The artist's ongoing show at Kohn Gallery examines the timely themes of race, gender, and sexuality—and has struck a chord with collectors.

Jonathan Lyndon Chase in front of his Philadelphia studio. Photo: courtesy of Kohn Gallery.

Jonathan Lyndon Chase, a young Philadelphia-based painter who inventively tackles issues of race, gender, and sexuality in dexterous mixed-media works, has recently achieved rising-star status due to his sensational Los Angeles debut at Kohn Gallery. Collectors can’t seem to get enough of his work.

Highlighting Chase’s personal struggle to come to terms with his identity as a queer black man in contemporary America, the show—on view through July 14—features new paintings in which the artist exchanged canvas for bedsheets, sometimes allowing the patterns in the fabric to emerge from beneath his layered acrylic paint.

Jonathan Lyndon Chase Sheets installation view at Kohn Gallery.
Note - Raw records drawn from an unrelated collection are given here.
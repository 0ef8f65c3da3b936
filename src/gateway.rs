use async_trait::async_trait;
use reqwest::{Client, StatusCode};
use std::time::Duration;
use thiserror::Error;

use crate::config::{Config, DEFAULT_API_URL, DEFAULT_USER_AGENT};

#[derive(Debug, Error)]
pub enum GatewayError {
    #[error("failed to build http client: {0}")]
    Client(#[source] reqwest::Error),

    #[error("request to {endpoint} failed: {source}")]
    Request {
        endpoint: String,
        #[source]
        source: reqwest::Error,
    },

    #[error("search endpoint answered with status {0}")]
    Status(StatusCode),
}

/// Fetches the raw search response for a query. Implementations do no
/// parsing and no retries.
#[async_trait]
pub trait SearchGateway: Send + Sync {
    async fn fetch(&self, query: &str) -> Result<String, GatewayError>;
}

/// Immutable settings for talking to the MediaWiki API.
#[derive(Debug, Clone)]
pub struct GatewayConfig {
    pub endpoint: String,
    /// `name/version (contact)`, sent as the `User-Agent` header.
    pub user_agent: String,
    pub timeout: Duration,
    pub result_limit: u32,
}

impl Default for GatewayConfig {
    fn default() -> Self {
        GatewayConfig {
            endpoint: DEFAULT_API_URL.to_string(),
            user_agent: DEFAULT_USER_AGENT.to_string(),
            timeout: Duration::from_secs(10),
            result_limit: 5,
        }
    }
}

impl From<&Config> for GatewayConfig {
    fn from(config: &Config) -> Self {
        GatewayConfig {
            endpoint: config.api_url.clone(),
            user_agent: config.user_agent.clone(),
            timeout: Duration::from_secs(config.timeout_secs),
            result_limit: config.result_limit,
        }
    }
}

/// Build the generator=search request URL. The parameter list is written out
/// by hand and only the query is percent-encoded, so characters like `|` or
/// `&` in the query can't leak into the other parameters.
pub fn build_search_url(config: &GatewayConfig, query: &str) -> String {
    format!(
        "{}?action=query\
         &format=json\
         &prop=extracts%7Cpageimages%7Cinfo\
         &inprop=url\
         &exintro=1\
         &explaintext=1\
         &generator=search\
         &gsrsearch={}\
         &gsrnamespace=0\
         &gsrlimit={}\
         &redirects=1",
        config.endpoint,
        urlencoding::encode(query),
        config.result_limit,
    )
}

pub struct WikipediaGateway {
    client: Client,
    config: GatewayConfig,
}

impl WikipediaGateway {
    pub fn new(config: GatewayConfig) -> Result<Self, GatewayError> {
        let client = Client::builder()
            .user_agent(config.user_agent.as_str())
            .timeout(config.timeout)
            .build()
            .map_err(GatewayError::Client)?;
        Ok(Self { client, config })
    }
}

#[async_trait]
impl SearchGateway for WikipediaGateway {
    async fn fetch(&self, query: &str) -> Result<String, GatewayError> {
        let url = build_search_url(&self.config, query);
        tracing::debug!(query, %url, "fetching search results");

        let request_failed = |source| GatewayError::Request {
            endpoint: self.config.endpoint.clone(),
            source,
        };
        let res = self.client.get(&url).send().await.map_err(request_failed)?;
        let status = res.status();
        if !status.is_success() {
            tracing::warn!(query, %status, "search endpoint returned an error status");
            return Err(GatewayError::Status(status));
        }
        let body = res.text().await.map_err(request_failed)?;
        tracing::debug!(query, bytes = body.len(), "received search response");
        Ok(body)
    }
}
use thiserror::Error;

/// Every way resolving a query can fail. The `Display` text is the message
/// shown to the user.
#[derive(Debug, Error, Clone, PartialEq, Eq)]
pub enum ResolveError {
    #[error("Please enter a search term.")]
    EmptyQuery,

    #[error("Unable to connect to Wikipedia. Please check your internet connection.")]
    Connectivity,

    #[error("No response from Wikipedia API.")]
    EmptyResponse,

    #[error("No results found for '{query}'.")]
    NoResults { query: String },

    /// Titles came back, but every one was a disambiguation page, a stub
    /// without an extract, or had no link.
    #[error("Could not find a detailed article for '{query}'. Try being more specific.")]
    NotSpecific { query: String },

    #[error("An unexpected error occurred while searching. Please try again.")]
    Unexpected,
}
use axum::{Json, extract::State, http::StatusCode};
use std::sync::Arc;
use std::time::Instant;

use crate::error::ResolveError;
use crate::query_engine::QueryEngine;

use super::models::{SearchRequest, SearchResponse};

pub async fn search_handler(
    State(query_engine): State<Arc<QueryEngine>>,
    Json(request): Json<SearchRequest>,
) -> Result<Json<SearchResponse>, (StatusCode, String)> {
    let start = Instant::now();

    if request.query.trim().is_empty() {
        return Err((StatusCode::BAD_REQUEST, ResolveError::EmptyQuery.to_string()));
    }

    // Run on its own task so a panic inside the engine becomes a 500 instead
    // of tearing down the connection.
    let query = request.query.clone();
    let result = tokio::spawn(async move { query_engine.resolve(&query).await })
        .await
        .map_err(|e| {
            tracing::error!(query = %request.query, error = %e, "search task failed");
            (
                StatusCode::INTERNAL_SERVER_ERROR,
                "An unexpected error occurred.".to_string(),
            )
        })?;

    Ok(Json(SearchResponse {
        query: request.query,
        result,
        processing_time_ms: start.elapsed().as_millis(),
    }))
}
Photo: courtesy of Kohn Gallery.

Fittingly titled Sheets and encompassing 14 paintings and a selection of drawings, the show has struck a chord in LA at a time when the market is reexamining the place of queer artists and artists of color in the history of art. All the available works were bought within a day of the opening, marking the second back-to-back sold-out show for the 28-year-old artist following his similarly mobbed outing at New York’s Company Gallery in March.

With prices ranging between $10,000—$15,000 for paintings and works on paper priced under $10,000, the LA show attracted such buyers as two major East Coast museums, three publicly accessible private collections, and a foundation in Asia. Taste-making collectors like Beth Rudin Dewoody and the Hort family have become supporters of Chase’s work, recently purchasing his powerful figurative paintings.

Jonathan Lyndon Chase Sheets installation view at Kohn Gallery. Photo: courtesy of Kohn Gallery.

Speaking to artnet News, Kohn Gallery’s associate director Josh Friedman said that demand was so high that the show “probably could have sold out five times over,” but that the gallery’s ambition has been to ensure the works will remain accessible to a broader public.

“We didn’t raise the prices for this show too much because our goal was placement and we wanted to make sure that the works were affordable for institutions,” Friedman said, adding that at this stage the aim is to help Chase’s career develop organically. “Just because demand is high doesn’t always mean it’s correct to push prices up,” the dealer said. “He’s a young artist and we want him and his prices to grow in tandem.”